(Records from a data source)
+++

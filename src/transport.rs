//! Transport chain
//!
//! A transport descriptor is an ordered list of tiers, each holding
//! candidates tagged with an applicability predicate and a strategy.
//! Evaluation is uniform for copy and paste:
//! - tiers run in order until one succeeds
//! - inside a tier the first applicable candidate is attempted and its
//!   result is the tier's result
//! - a tier with no applicable candidate is skipped

pub mod copy;
pub mod paste;
pub mod tmux;

pub use copy::{CopyReport, copy, copy_tiers};
pub use paste::{paste, paste_tiers};

use std::io::Write;

use crate::config::Config;
use crate::error::TermclipError;
use crate::osc52::{self, Passthrough};
use crate::payload::Payload;
use crate::probe::Capabilities;
use crate::process::{CommandRunner, Completion, ExternalCommand};
use crate::terminal::TerminalSink;

/// Applicability test evaluated against the probed capabilities
pub type Predicate = fn(&Capabilities, &Config) -> bool;

/// How a candidate moves the payload
#[derive(Debug, Clone, PartialEq, Eq)]
pub enum Strategy {
    /// Pipe the raw payload into the helper's stdin
    Pipe(ExternalCommand),
    /// Pipe the payload as UTF-8, replacing invalid sequences
    PipeText(ExternalCommand),
    /// tmux set-buffer followed by copy-buffer
    TmuxBuffer,
    /// OSC 52 escape sequence written to the terminal
    Osc52,
    /// Connect the helper's stdout to ours
    Stream(ExternalCommand),
}

#[derive(Debug, Clone)]
pub struct Candidate {
    pub name: &'static str,
    pub applies: Predicate,
    pub strategy: Strategy,
}

#[derive(Debug, Clone)]
pub struct Tier {
    pub name: &'static str,
    pub candidates: Vec<Candidate>,
}

impl Tier {
    /// First candidate whose predicate holds
    pub fn select(&self, caps: &Capabilities, config: &Config) -> Option<&Candidate> {
        self.candidates
            .iter()
            .find(|candidate| (candidate.applies)(caps, config))
    }
}

#[derive(Debug, Clone, Copy, PartialEq, Eq)]
pub enum Outcome {
    NotApplicable,
    Failed,
    Succeeded,
}

/// Result of evaluating one tier
#[derive(Debug)]
pub struct Attempt {
    pub tier: &'static str,
    /// Candidate that ran, `None` when nothing applied
    pub candidate: Option<&'static str>,
    pub outcome: Outcome,
    pub error: Option<TermclipError>,
}

#[derive(Debug, Default)]
pub struct ChainReport {
    pub attempts: Vec<Attempt>,
    /// The OSC 52 payload was cut at the configured bound
    pub truncated: bool,
}

impl ChainReport {
    /// Name of the candidate that succeeded
    pub fn winner(&self) -> Option<&'static str> {
        self.attempts
            .iter()
            .find(|attempt| attempt.outcome == Outcome::Succeeded)
            .and_then(|attempt| attempt.candidate)
    }

    /// Names of the candidates that actually ran, in order
    pub fn attempted(&self) -> Vec<&'static str> {
        self.attempts
            .iter()
            .filter(|attempt| attempt.outcome != Outcome::NotApplicable)
            .filter_map(|attempt| attempt.candidate)
            .collect()
    }
}

/// Everything a strategy may touch during one invocation
pub struct Context<'a> {
    pub caps: &'a Capabilities,
    pub config: &'a Config,
    pub runner: &'a mut dyn CommandRunner,
    pub terminal: &'a mut dyn TerminalSink,
    /// Where notes and warnings for the user go
    pub diagnostics: &'a mut dyn Write,
}

/// What a successful strategy reports back
#[derive(Debug, Clone, Copy, PartialEq, Eq, Default)]
struct Delivery {
    truncated: bool,
}

/// Evaluate `tiers` in order, stopping at the first success
pub fn run_chain(tiers: &[Tier], ctx: &mut Context<'_>, payload: &Payload) -> ChainReport {
    let mut report = ChainReport::default();

    for tier in tiers {
        let Some(candidate) = tier.select(ctx.caps, ctx.config) else {
            log::debug!("No {} transport applicable", tier.name);
            report.attempts.push(Attempt {
                tier: tier.name,
                candidate: None,
                outcome: Outcome::NotApplicable,
                error: None,
            });
            continue;
        };

        log::debug!("Trying {} ({} transport)", candidate.name, tier.name);
        match execute(&candidate.strategy, ctx, payload) {
            Ok(delivery) => {
                log::debug!("{} succeeded", candidate.name);
                report.truncated = delivery.truncated;
                report.attempts.push(Attempt {
                    tier: tier.name,
                    candidate: Some(candidate.name),
                    outcome: Outcome::Succeeded,
                    error: None,
                });
                break;
            }
            Err(e) => {
                log::debug!("{} failed: {}", candidate.name, e);
                report.attempts.push(Attempt {
                    tier: tier.name,
                    candidate: Some(candidate.name),
                    outcome: Outcome::Failed,
                    error: Some(e),
                });
            }
        }
    }

    report
}

fn execute(
    strategy: &Strategy,
    ctx: &mut Context<'_>,
    payload: &Payload,
) -> Result<Delivery, TermclipError> {
    match strategy {
        Strategy::Pipe(command) => {
            log::debug!("Piping {} bytes to {}", payload.len(), command.display());
            let completion = ctx.runner.feed(command, payload.as_bytes())?;
            require_success(command, completion)
        }
        Strategy::PipeText(command) => {
            let text = payload.to_text_lossy();
            log::debug!("Piping {} bytes of text to {}", text.len(), command.display());
            let completion = ctx.runner.feed(command, text.as_bytes())?;
            require_success(command, completion)
        }
        Strategy::TmuxBuffer => {
            tmux::copy_via_buffer(&mut *ctx.runner, &payload.to_text_lossy())?;
            Ok(Delivery::default())
        }
        Strategy::Osc52 => {
            let sequence = osc52::build_sequence(
                payload.as_bytes(),
                ctx.config.copy.osc52_max_b64,
                Passthrough::for_session(ctx.caps),
            );
            ctx.terminal.deliver(&sequence.bytes)?;
            Ok(Delivery {
                truncated: sequence.truncated,
            })
        }
        Strategy::Stream(command) => {
            log::debug!("Streaming output of {}", command.display());
            let completion = ctx.runner.stream_to_stdout(command)?;
            require_success(command, completion)
        }
    }
}

fn require_success(
    command: &ExternalCommand,
    completion: Completion,
) -> Result<Delivery, TermclipError> {
    match completion {
        Completion::Exited(Some(0)) => Ok(Delivery::default()),
        Completion::Detached => {
            log::debug!(
                "{} still running, assuming it is serving the clipboard",
                command.program
            );
            Ok(Delivery::default())
        }
        Completion::Exited(code) => Err(TermclipError::ExitStatus {
            program: command.program.clone(),
            status: match code {
                Some(code) => format!("code {}", code),
                None => "no exit code".to_string(),
            },
        }),
    }
}

#[cfg(test)]
#[path = "transport_tests.rs"]
mod transport_tests;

+++

Find the string "feed" in the entries above. Copy each line where it occurs.

            let completion = ctx.runner.feed(command, payload.as_bytes())?;
            let completion = ctx.runner.feed(command, text.as_bytes())?;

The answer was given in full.